What to do >>
Show me each line of the listing below where the word "ResultExt" appears.

Given information >>

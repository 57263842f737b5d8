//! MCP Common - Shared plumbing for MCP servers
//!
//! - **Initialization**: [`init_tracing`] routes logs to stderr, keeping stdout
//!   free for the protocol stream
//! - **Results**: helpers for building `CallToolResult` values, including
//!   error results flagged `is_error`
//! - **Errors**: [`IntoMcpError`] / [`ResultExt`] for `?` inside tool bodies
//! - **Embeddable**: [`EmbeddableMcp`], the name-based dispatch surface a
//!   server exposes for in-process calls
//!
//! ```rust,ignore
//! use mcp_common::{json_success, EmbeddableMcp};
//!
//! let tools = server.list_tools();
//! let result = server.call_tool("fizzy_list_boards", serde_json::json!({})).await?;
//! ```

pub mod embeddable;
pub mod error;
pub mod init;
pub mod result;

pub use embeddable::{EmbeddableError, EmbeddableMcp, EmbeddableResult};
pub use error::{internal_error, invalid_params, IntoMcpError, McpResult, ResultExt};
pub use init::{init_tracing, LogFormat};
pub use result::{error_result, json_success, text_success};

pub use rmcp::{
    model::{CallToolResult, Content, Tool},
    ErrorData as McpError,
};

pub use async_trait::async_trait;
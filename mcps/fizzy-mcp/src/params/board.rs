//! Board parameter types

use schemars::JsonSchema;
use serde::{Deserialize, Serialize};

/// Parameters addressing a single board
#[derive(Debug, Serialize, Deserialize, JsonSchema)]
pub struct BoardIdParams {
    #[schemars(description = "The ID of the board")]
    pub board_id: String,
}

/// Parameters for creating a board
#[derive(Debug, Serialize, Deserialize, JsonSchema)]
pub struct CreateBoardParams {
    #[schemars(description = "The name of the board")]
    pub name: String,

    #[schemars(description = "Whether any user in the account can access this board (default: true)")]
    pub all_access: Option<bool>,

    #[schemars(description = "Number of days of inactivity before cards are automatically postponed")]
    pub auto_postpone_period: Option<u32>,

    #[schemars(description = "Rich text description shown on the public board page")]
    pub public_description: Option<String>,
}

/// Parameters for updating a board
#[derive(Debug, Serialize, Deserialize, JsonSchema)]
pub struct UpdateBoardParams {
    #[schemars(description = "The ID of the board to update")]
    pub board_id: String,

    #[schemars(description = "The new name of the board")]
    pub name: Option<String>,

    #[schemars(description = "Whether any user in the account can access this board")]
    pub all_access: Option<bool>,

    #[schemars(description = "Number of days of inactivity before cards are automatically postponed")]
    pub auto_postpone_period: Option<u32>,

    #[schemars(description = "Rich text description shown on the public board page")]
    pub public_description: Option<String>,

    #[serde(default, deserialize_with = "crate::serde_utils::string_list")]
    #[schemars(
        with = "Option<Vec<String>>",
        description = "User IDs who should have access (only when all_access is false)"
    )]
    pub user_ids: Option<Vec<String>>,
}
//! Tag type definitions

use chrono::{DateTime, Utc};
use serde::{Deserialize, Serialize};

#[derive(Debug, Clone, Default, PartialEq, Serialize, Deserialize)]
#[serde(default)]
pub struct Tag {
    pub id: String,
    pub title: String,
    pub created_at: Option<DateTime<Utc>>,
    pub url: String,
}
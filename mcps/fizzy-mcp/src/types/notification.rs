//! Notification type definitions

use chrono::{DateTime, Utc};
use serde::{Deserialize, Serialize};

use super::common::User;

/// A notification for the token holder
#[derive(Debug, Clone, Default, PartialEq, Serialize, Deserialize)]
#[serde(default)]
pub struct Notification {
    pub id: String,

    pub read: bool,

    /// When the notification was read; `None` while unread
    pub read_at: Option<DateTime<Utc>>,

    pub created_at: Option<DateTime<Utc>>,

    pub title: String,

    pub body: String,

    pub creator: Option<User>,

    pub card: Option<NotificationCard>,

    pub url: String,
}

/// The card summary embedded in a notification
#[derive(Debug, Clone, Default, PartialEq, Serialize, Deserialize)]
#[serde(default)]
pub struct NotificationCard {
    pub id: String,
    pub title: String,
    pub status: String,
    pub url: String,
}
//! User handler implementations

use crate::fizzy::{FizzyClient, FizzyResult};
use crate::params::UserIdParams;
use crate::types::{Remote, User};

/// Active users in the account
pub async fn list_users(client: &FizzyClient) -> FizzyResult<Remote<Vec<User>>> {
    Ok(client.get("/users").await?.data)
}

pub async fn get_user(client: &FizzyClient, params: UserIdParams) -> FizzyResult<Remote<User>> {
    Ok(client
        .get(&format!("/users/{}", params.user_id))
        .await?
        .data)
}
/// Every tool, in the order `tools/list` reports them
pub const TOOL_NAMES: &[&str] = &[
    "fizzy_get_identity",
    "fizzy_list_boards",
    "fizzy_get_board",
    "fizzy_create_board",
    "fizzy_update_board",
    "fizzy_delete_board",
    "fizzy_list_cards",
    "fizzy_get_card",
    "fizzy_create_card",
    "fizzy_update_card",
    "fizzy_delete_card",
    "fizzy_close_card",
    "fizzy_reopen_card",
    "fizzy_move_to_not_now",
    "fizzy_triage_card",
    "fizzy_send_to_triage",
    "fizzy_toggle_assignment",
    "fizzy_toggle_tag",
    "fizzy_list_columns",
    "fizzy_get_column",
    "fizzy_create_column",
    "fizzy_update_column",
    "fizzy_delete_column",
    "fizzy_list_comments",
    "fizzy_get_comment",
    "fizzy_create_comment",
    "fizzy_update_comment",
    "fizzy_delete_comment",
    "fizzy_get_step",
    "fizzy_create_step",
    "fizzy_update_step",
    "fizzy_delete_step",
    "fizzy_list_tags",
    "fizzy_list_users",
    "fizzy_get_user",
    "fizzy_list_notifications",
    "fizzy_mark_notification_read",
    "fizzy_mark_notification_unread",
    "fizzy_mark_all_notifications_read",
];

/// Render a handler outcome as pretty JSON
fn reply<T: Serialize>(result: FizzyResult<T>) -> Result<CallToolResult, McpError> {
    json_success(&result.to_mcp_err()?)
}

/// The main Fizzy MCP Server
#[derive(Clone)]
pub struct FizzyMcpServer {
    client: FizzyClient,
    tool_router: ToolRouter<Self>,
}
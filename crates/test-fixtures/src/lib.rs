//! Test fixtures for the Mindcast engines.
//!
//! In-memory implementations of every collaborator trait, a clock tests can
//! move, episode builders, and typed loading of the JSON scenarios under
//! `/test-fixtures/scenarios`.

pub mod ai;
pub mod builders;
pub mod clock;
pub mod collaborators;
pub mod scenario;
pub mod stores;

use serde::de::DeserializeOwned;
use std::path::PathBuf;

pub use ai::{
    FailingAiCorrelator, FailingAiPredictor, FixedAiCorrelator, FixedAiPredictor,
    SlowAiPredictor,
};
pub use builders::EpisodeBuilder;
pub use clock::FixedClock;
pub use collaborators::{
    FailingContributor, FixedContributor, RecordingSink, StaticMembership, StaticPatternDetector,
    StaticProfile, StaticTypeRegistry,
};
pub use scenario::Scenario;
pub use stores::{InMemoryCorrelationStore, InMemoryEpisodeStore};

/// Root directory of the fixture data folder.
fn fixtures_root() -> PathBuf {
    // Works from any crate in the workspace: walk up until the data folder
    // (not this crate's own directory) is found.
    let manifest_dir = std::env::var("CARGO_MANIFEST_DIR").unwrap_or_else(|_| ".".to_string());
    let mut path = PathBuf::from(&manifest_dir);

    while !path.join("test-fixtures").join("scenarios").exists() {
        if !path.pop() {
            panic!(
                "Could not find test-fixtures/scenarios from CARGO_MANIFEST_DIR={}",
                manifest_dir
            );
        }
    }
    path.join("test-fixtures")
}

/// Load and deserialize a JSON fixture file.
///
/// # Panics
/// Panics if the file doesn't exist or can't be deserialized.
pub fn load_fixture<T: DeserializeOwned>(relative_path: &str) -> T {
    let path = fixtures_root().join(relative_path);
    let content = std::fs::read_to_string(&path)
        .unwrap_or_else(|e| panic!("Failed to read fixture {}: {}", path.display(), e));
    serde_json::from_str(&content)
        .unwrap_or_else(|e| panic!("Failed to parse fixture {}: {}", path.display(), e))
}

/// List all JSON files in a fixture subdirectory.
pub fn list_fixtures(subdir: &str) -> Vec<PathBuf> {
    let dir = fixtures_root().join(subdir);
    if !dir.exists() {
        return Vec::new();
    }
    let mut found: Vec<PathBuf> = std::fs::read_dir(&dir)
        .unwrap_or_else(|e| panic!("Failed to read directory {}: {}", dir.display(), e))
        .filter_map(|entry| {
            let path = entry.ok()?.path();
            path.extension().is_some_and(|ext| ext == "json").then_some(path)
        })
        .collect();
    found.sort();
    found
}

Exercise result >>
//! - **Errors**: [`IntoMcpError`] / [`ResultExt`] for `?` inside tool bodies
pub use error::{internal_error, invalid_params, IntoMcpError, McpResult, ResultExt};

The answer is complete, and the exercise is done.